(Source records)

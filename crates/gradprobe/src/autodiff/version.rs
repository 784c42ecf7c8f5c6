//! Version counters for detecting in-place modification of saved tensors.

use std::cell::Cell;
use std::rc::Rc;

/// Shared counter bumped by every in-place write to a tracked tensor.
///
/// Saved tensors hold a clone and remember the value at save time; a
/// mismatch at unpack time means the forward value they captured is stale.
#[derive(Debug, Clone, Default)]
pub struct VersionCounter(Rc<Cell<u32>>);

impl VersionCounter {
    /// Start a fresh counter at version 0.
    pub fn new() -> Self {
        Self::default()
    }

    #[inline]
    pub fn current(&self) -> u32 {
        self.0.get()
    }

    /// Record one in-place write.
    pub fn bump(&self) {
        self.0.set(self.0.get().wrapping_add(1));
    }

    /// Whether both handles observe the same counter.
    pub fn shares_with(&self, other: &Self) -> bool {
        Rc::ptr_eq(&self.0, &other.0)
    }
}
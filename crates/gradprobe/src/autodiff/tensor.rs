//! TrackedTensor - Tensor with gradient tracking for automatic differentiation.

use super::graph::{GradFn, NodeId, NodeRef, clear_graph_f64, with_graph_f64};
use super::introspect::GradFnRef;
use super::saved_tensor::SavedTensor;
use super::version::VersionCounter;
use crate::error::TensorError;
use crate::scalar::Scalar;
use crate::tensor::DenseTensor;
use rand::Rng;
use std::fmt;

/// A tensor that tracks gradients for automatic differentiation.
///
/// A clone copies the data and refers to the same graph node, but starts
/// its own version counter: in-place writes to the copy never invalidate
/// values saved from the original.
///
/// # Example
///
/// ```
/// use gradprobe::autodiff::{TrackedTensor, clear_graph};
/// use gradprobe::Tensor;
///
/// clear_graph();
/// let a = TrackedTensor::leaf(Tensor::ones(&[3]));
/// assert!(a.requires_grad());
/// assert!(a.is_leaf());
///
/// let b: TrackedTensor<f64> = TrackedTensor::new(Tensor::ones(&[3]));
/// assert!(!b.requires_grad());
/// ```
#[derive(Debug)]
pub struct TrackedTensor<T: Scalar> {
    tensor: DenseTensor<T>,
    /// Node in computation graph (None if not tracking).
    node: Option<NodeRef<T>>,
    requires_grad: bool,
    version: VersionCounter,
}

impl<T: Scalar> Clone for TrackedTensor<T> {
    fn clone(&self) -> Self {
        Self {
            tensor: self.tensor.clone(),
            node: self.node.clone(),
            requires_grad: self.requires_grad,
            version: VersionCounter::new(),
        }
    }
}

impl<T: Scalar> TrackedTensor<T> {
    /// Wrap a tensor that does not require gradient.
    pub fn new(tensor: DenseTensor<T>) -> Self {
        Self {
            tensor,
            node: None,
            requires_grad: false,
            version: VersionCounter::new(),
        }
    }

    pub fn tensor(&self) -> &DenseTensor<T> {
        &self.tensor
    }

    pub fn into_tensor(self) -> DenseTensor<T> {
        self.tensor
    }

    pub fn node(&self) -> Option<&NodeRef<T>> {
        self.node.as_ref()
    }

    pub fn node_id(&self) -> Option<NodeId> {
        self.node.as_ref().map(|n| n.id())
    }

    pub fn requires_grad(&self) -> bool {
        self.requires_grad
    }

    /// Number of in-place writes made to this tensor so far.
    pub fn version(&self) -> u32 {
        self.version.current()
    }

    pub fn shape(&self) -> &[usize] {
        self.tensor.shape()
    }

    pub fn ndim(&self) -> usize {
        self.tensor.ndim()
    }

    pub fn len(&self) -> usize {
        self.tensor.len()
    }

    pub fn is_empty(&self) -> bool {
        self.tensor.is_empty()
    }

    pub fn data(&self) -> &[T] {
        self.tensor.data()
    }

    /// Copy of the data cut off from the computation graph.
    pub fn detach(&self) -> Self {
        Self::new(self.tensor.clone())
    }

    /// Edge to this tensor for a consumer's backward function.
    pub(crate) fn grad_edge(&self) -> Option<NodeId> {
        if self.requires_grad {
            self.node_id()
        } else {
            None
        }
    }
}

// f64-specific methods that interact with the thread-local graph
impl TrackedTensor<f64> {
    /// Create a leaf tensor that requires gradient.
    pub fn leaf(tensor: DenseTensor<f64>) -> Self {
        let node = with_graph_f64(|g| g.create_leaf(true));
        Self {
            tensor,
            node: Some(node),
            requires_grad: true,
            version: VersionCounter::new(),
        }
    }

    /// Create with explicit requires_grad flag.
    pub fn with_requires_grad(tensor: DenseTensor<f64>, requires_grad: bool) -> Self {
        if requires_grad {
            Self::leaf(tensor)
        } else {
            Self::new(tensor)
        }
    }

    /// Standard normal leaf tensor from the thread-local RNG.
    pub fn randn(shape: &[usize], requires_grad: bool) -> Self {
        Self::with_requires_grad(DenseTensor::randn(shape), requires_grad)
    }

    /// Standard normal leaf tensor from a caller-supplied RNG.
    pub fn randn_with_rng<R: Rng + ?Sized>(shape: &[usize], requires_grad: bool, rng: &mut R) -> Self {
        Self::with_requires_grad(DenseTensor::randn_with_rng(shape, rng), requires_grad)
    }

    /// Register the result of a recorded operation.
    ///
    /// `version` is the counter the result will own; ops that save their own
    /// output create it first so the saved copy can watch it.
    pub(crate) fn from_grad_fn(
        tensor: DenseTensor<f64>,
        grad_fn: Box<dyn GradFn<f64>>,
        version: VersionCounter,
    ) -> Self {
        let node = with_graph_f64(|g| g.create_node(grad_fn, true));
        Self {
            tensor,
            node: Some(node),
            requires_grad: true,
            version,
        }
    }

    /// Snapshot this tensor for a consumer's backward function.
    pub(crate) fn save(&self) -> SavedTensor<f64> {
        let origin = match self.grad_fn() {
            Some(f) => format!("output 0 of {}", f.name()),
            None => "a leaf tensor".to_string(),
        };
        SavedTensor::new(&self.tensor, &self.version, origin)
    }

    /// Whether this tensor was created by the user rather than by a recorded op.
    pub fn is_leaf(&self) -> bool {
        match self.node_id() {
            Some(id) => with_graph_f64(|g| g.get_node(id).is_none_or(|n| n.is_leaf())),
            None => true,
        }
    }

    /// Backward function that produced this tensor; `None` for leaves.
    pub fn grad_fn(&self) -> Option<GradFnRef> {
        let id = self.node_id()?;
        with_graph_f64(|g| g.grad_fn_ref(id))
    }

    /// Gradient accumulated into this leaf by backward passes.
    ///
    /// `None` for non-leaves and for leaves no backward pass has reached.
    pub fn grad(&self) -> Option<DenseTensor<f64>> {
        let id = self.node_id()?;
        with_graph_f64(|g| g.leaf_grad(id).cloned())
    }

    /// Zero the accumulated gradient in place, if there is one.
    pub fn zero_grad(&self) {
        if let Some(id) = self.node_id() {
            with_graph_f64(|g| g.zero_leaf_grad(id));
        }
    }

    fn check_inplace(&self) -> Result<(), TensorError> {
        if !self.requires_grad {
            return Ok(());
        }
        if self.is_leaf() {
            Err(TensorError::InvalidOperation(
                "a leaf tensor that requires grad is being used in an in-place operation".into(),
            ))
        } else {
            Err(TensorError::InvalidOperation(
                "in-place writes to recorded intermediate results are not supported".into(),
            ))
        }
    }

    /// Overwrite the values with `source`, counting as one in-place write.
    pub fn copy_(&mut self, source: &DenseTensor<f64>) -> Result<(), TensorError> {
        self.check_inplace()?;
        if source.shape() != self.shape() {
            return Err(TensorError::IncompatibleShapes {
                lhs: self.shape().to_vec(),
                rhs: source.shape().to_vec(),
            });
        }
        self.tensor.data_mut().copy_from_slice(source.data());
        self.version.bump();
        Ok(())
    }

    /// Set every element to `value`, counting as one in-place write.
    pub fn fill_(&mut self, value: f64) -> Result<(), TensorError> {
        self.check_inplace()?;
        self.tensor.fill(value);
        self.version.bump();
        Ok(())
    }

    pub fn zero_(&mut self) -> Result<(), TensorError> {
        self.fill_(0.0)
    }

    /// Replace the values without recording an in-place write.
    ///
    /// Saved copies of this tensor keep their old values and stay valid.
    /// Allowed on leaves that require grad.
    pub fn set_data(&mut self, source: DenseTensor<f64>) -> Result<(), TensorError> {
        if source.shape() != self.shape() {
            return Err(TensorError::IncompatibleShapes {
                lhs: self.shape().to_vec(),
                rhs: source.shape().to_vec(),
            });
        }
        self.tensor = source;
        Ok(())
    }
}

impl fmt::Display for TrackedTensor<f64> {
    fn fmt(&self, f: &mut fmt::Formatter<'_>) -> fmt::Result {
        write!(f, "tensor(")?;
        self.tensor.fmt_values(f)?;
        match self.grad_fn() {
            Some(grad_fn) => write!(f, ", grad_fn={grad_fn}")?,
            None if self.requires_grad => write!(f, ", requires_grad=true")?,
            None => {}
        }
        write!(f, ")")
    }
}

/// Clear the computation graph (call between independent forward passes).
///
/// Tensors created before the call must not be used with the graph again.
pub fn clear_graph() {
    clear_graph_f64();
}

(End Source records)

Each line from the top of the entries above through the line containing "save time; a" must be transcribed exactly, and no other line may appear.

Answer space »
filename crates/gradprobe/src/autodiff/version.rs
repository 784c42ecf7c8f5c6
//! Version counters for detecting in-place modification of saved tensors.

use std::cell::Cell;
use std::rc::Rc;

/// Shared counter bumped by every in-place write to a tracked tensor.
///
/// Saved tensors hold a clone and remember the value at save time; a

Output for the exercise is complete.